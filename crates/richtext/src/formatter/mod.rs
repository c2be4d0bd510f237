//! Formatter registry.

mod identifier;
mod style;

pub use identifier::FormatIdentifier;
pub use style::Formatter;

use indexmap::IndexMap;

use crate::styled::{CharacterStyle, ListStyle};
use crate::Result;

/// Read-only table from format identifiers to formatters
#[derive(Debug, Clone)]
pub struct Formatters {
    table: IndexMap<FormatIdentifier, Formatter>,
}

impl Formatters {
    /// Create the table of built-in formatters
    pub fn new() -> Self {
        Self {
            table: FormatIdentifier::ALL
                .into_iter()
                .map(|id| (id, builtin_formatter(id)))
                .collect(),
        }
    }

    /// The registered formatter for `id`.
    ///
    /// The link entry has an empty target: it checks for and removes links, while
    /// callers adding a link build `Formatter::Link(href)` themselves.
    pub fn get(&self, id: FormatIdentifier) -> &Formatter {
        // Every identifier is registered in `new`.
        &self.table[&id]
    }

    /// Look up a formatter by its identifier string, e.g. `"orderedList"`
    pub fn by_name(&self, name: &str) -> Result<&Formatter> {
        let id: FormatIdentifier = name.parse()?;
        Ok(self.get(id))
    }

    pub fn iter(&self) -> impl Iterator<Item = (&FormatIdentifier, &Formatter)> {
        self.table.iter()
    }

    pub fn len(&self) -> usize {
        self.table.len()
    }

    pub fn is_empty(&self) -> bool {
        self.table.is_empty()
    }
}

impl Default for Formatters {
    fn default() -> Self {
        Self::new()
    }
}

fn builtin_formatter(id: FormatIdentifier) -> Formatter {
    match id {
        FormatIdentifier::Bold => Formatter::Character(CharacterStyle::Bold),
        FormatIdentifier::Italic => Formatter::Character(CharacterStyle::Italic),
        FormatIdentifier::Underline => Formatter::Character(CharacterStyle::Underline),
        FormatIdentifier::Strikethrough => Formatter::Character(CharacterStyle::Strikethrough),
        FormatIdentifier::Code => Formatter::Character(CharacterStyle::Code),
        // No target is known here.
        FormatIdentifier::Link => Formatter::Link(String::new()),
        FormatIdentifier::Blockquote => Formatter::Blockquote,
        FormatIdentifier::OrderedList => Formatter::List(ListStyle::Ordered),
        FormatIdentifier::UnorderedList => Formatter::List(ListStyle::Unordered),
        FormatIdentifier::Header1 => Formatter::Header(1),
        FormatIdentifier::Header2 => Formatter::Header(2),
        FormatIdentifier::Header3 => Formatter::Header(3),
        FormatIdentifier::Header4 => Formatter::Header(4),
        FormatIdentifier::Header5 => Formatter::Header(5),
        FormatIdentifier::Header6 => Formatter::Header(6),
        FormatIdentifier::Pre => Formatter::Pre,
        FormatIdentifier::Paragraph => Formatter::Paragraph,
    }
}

★ ★ ★ ★

# Work task
Once you have counted the lines of the data that contain the word "impl", please reply with that number alone.

# Your solution
3